On the surface, villagers really don’t seem like much. They’re helpless, annoying, and not very bright. What they need is a great leader to guide them to a promising future. And by that, I mean you can exploit and abuse them in every possible way in order to make a profit. Capitalism at its finest. Think of yourself as a typical CEO but in a game made for children. Today, we’ll be going over the various steps required for you to erase your sense of morality and get rich in Minecraft. 


STEP 1: FIND A VILLAGE
After gathering some basic resources, you’re now ready to unleash your insatiable greed upon the unsuspecting populace. Villagers are of course found in villages, which are generated randomly in certain biomes throughout your world. These little buggers settle down everywhere, including plains, deserts, savannas, taigas, and tundras. You’ll notice your future workers running around their houses, and they’ll never stray too far from the villages they spawned in. Although their appearances are different based on what biome they live in, all villagers function the exact same way. After finding a suitable location, make sure you grab any food and other loot from chests you can get your hands on. They won’t be needing them any longer. Carrots and potatoes will be useful later on. If the village you find has a church, praise the lord, I recommend you take the brewing stand. You won’t be able to craft these until later, so stealing one this early in your game is just a bonus. Don’t ever hang around a village during the night. While villagers go to sleep in their houses when the sun goes down, some are stupid enough to get lost. Zombies can detect and chase after villagers up to 35 blocks away. Guess what happens when they catch them. You could either trap them in their houses with blocks until you’re ready to transport them, or simply skip the night by sleeping. 

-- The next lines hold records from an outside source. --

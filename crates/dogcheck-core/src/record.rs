use std::collections::BTreeMap;

use schemars::JsonSchema;
use serde::{Deserialize, Serialize};

use crate::dognames::{DogNames, is_dog, is_dog_in_output};
use crate::labels::labels_match;

/// Outcome of evaluating one image.
#[derive(Debug, Clone, PartialEq, Eq, Serialize, Deserialize, JsonSchema)]
pub struct ResultRecord {
    /// Ground-truth label derived from the image file name.
    pub ground_truth_label: String,
    /// Raw, possibly multi-term, classifier output.
    pub classifier_output: String,
    /// Ground truth found in at least one classifier term.
    pub labels_match: bool,
    /// Ground truth is a known dog name.
    pub ground_truth_is_dog: bool,
    /// At least one classifier term is a known dog name.
    pub classifier_is_dog: bool,
}

impl ResultRecord {
    /// Ground truth and classifier agree on dog / not-dog.
    pub fn dog_agreement(&self) -> bool {
        self.ground_truth_is_dog == self.classifier_is_dog
    }

    /// Dog / not-dog agrees but the labels themselves do not match.
    pub fn is_breed_mismatch(&self) -> bool {
        self.dog_agreement() && !self.labels_match
    }
}

/// Build the full record for one image.
pub fn build_record(
    ground_truth_label: &str,
    classifier_output: &str,
    dog_names: &DogNames,
) -> ResultRecord {
    let ground_truth_label = ground_truth_label.trim();
    ResultRecord {
        ground_truth_label: ground_truth_label.to_string(),
        classifier_output: classifier_output.to_string(),
        labels_match: labels_match(ground_truth_label, classifier_output),
        ground_truth_is_dog: is_dog(ground_truth_label, dog_names),
        classifier_is_dog: is_dog_in_output(classifier_output, dog_names),
    }
}

/// Records keyed by item reference, iterated in sorted key order.
#[derive(Debug, Clone, Default, PartialEq, Eq, Serialize)]
#[serde(transparent)]
pub struct ResultTable {
    records: BTreeMap<String, ResultRecord>,
}

impl ResultTable {
    pub fn new() -> Self {
        Self::default()
    }

    /// Store the record for `item`, returning any record it replaces.
    pub fn insert(
        &mut self,
        item: impl Into<String>,
        record: ResultRecord,
    ) -> Option<ResultRecord> {
        self.records.insert(item.into(), record)
    }

    pub fn get(&self, item: &str) -> Option<&ResultRecord> {
        self.records.get(item)
    }

    pub fn iter(&self) -> impl Iterator<Item = (&str, &ResultRecord)> {
        self.records.iter().map(|(item, record)| (item.as_str(), record))
    }

    pub fn records(&self) -> impl Iterator<Item = &ResultRecord> {
        self.records.values()
    }

    pub fn len(&self) -> usize {
        self.records.len()
    }

    pub fn is_empty(&self) -> bool {
        self.records.is_empty()
    }
}

impl<K: Into<String>> FromIterator<(K, ResultRecord)> for ResultTable {
    fn from_iter<I: IntoIterator<Item = (K, ResultRecord)>>(iter: I) -> Self {
        let records = iter
            .into_iter()
            .map(|(item, record)| (item.into(), record))
            .collect();
        Self { records }
    }
}
use dogcheck_core::{Architecture, SummaryStatistics};
use schemars::JsonSchema;
use serde::{Deserialize, Serialize};

/// Metrics contract version for evaluation runs.
pub const METRICS_VERSION: &str = "0.1";

/// Machine-readable metrics for one evaluation run.
#[derive(Debug, Clone, PartialEq, Serialize, Deserialize, JsonSchema)]
pub struct MetricsReport {
    pub metrics_version: String,
    pub run_id: String,
    pub model: Architecture,
    /// Number of names in the reference dog name set.
    pub dog_names: u64,
    pub statistics: SummaryStatistics,
    pub mistakes: MistakeCounts,
    pub performance: PerformanceMetrics,
}

/// Number of flagged images per mistake kind.
#[derive(Debug, Clone, Copy, Default, PartialEq, Eq, Serialize, Deserialize, JsonSchema)]
pub struct MistakeCounts {
    pub incorrect_dogs: u64,
    pub incorrect_breeds: u64,
}

/// Performance timings for the evaluation.
#[derive(Debug, Clone, Copy, Default, PartialEq, Eq, Serialize, Deserialize, JsonSchema)]
pub struct PerformanceMetrics {
    pub classify_ms: u64,
    pub summarize_ms: u64,
    pub total_ms: u64,
}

STEP 2: KIDNAPPING / DITCH DIGGING
After you’re done screwing around in the village and securing the safety of your workers, you need to find a good place to set up shop. I guess you could do it in the village, but I like to find an area with a lot of flat land so I can easily build the farms I need to expand my operation. You can keep the villagers wherever you want, but I recommend you stash them in lit rooms underground. The fence and carpet strategy not only works with animals, but with the villagers as well. This ensures that they can’t escape or be killed by zombies and pillagers. Moving the villagers from their spawn point to your base is probably the most annoying part of this system. It’s going to take some effort, so suck it up. You can either transport them with boats or a railway system. Heads up, the mine cart route is quite costly and eats up a good amount of iron, especially early in the game. The boat route is really cheap, but you’ll need a piston and a lever to get over blocks. You can move as many villagers as you like, but you only need two to start this process.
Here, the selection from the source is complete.